Material supplied below:

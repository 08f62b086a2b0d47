use crate::domain::model::CanvasSettings;
use crate::utils::error::Result;
use async_trait::async_trait;
use std::time::Duration;

#[async_trait]
pub trait Storage: Send + Sync {
    async fn read_file(&self, path: &str) -> Result<Vec<u8>>;
    async fn write_file(&self, path: &str, data: &[u8]) -> Result<()>;
}

pub trait ConfigProvider: Send + Sync {
    fn canvas(&self) -> CanvasSettings;
    fn play_delay(&self) -> Duration;
    fn output_path(&self) -> &str;
}
use std::sync::{Arc, Mutex};

use crate::core::algorithm_model::AlgorithmModel;
use crate::core::application::ApplicationModelListener;
use crate::domain::model::{AlgorithmState, Mode};

fn read(text: &Arc<Mutex<String>>) -> String {
    text.lock().map(|t| t.clone()).unwrap_or_default()
}

fn write(text: &Arc<Mutex<String>>, value: String) {
    if let Ok(mut guard) = text.lock() {
        *guard = value;
    }
}

/// Shows the current mode, e.g. `Current Mode -> Add a Vertex`.
///
/// Clones share the same text, so one clone can be registered as listener while another
/// is kept for reading.
#[derive(Debug, Clone)]
pub struct StatusLabel {
    text: Arc<Mutex<String>>,
}

impl StatusLabel {
    pub fn new(mode: Mode) -> Self {
        Self {
            text: Arc::new(Mutex::new(Self::format(mode))),
        }
    }

    fn format(mode: Mode) -> String {
        format!("Current Mode -> {}", mode.mode_name())
    }

    pub fn text(&self) -> String {
        read(&self.text)
    }
}

impl ApplicationModelListener for StatusLabel {
    fn update_mode(&mut self, mode: Mode) {
        write(&self.text, Self::format(mode));
    }
}

#[derive(Debug, Clone, Copy, PartialEq, Eq)]
pub enum DisplayBackground {
    Panel,
    Highlighted,
}

#[derive(Debug, Clone, Default)]
struct ResultState {
    text: String,
    highlighted: bool,
}

/// Shows the algorithm state texts and the result once the algorithm terminated.
#[derive(Debug, Clone, Default)]
pub struct ResultLabel {
    state: Arc<Mutex<ResultState>>,
}

impl ResultLabel {
    pub fn new() -> Self {
        Self::default()
    }

    pub fn text(&self) -> String {
        self.state
            .lock()
            .map(|s| s.text.clone())
            .unwrap_or_default()
    }

    /// the display panel turns gray while waiting for a start vertex
    pub fn background(&self) -> DisplayBackground {
        match self.state.lock().map(|s| s.highlighted) {
            Ok(true) => DisplayBackground::Highlighted,
            _ => DisplayBackground::Panel,
        }
    }
}

impl ApplicationModelListener for ResultLabel {
    fn update_algorithm_state(&mut self, algorithm_model: &AlgorithmModel) {
        if let Ok(mut state) = self.state.lock() {
            match algorithm_model.state() {
                AlgorithmState::SelectVertex => state.highlighted = true,
                AlgorithmState::Stopped => state.highlighted = false,
                AlgorithmState::Running | AlgorithmState::Terminated => {}
            }
            state.text = algorithm_model
                .display_text()
                .unwrap_or_default()
                .to_string();
        }
    }
}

End of Material supplied.

__What you will do__:
Lines containing the word "value" are to be located in the entries and copied.

__Response to this exercise__:
fn write(text: &Arc<Mutex<String>>, value: String) {
        *guard = value;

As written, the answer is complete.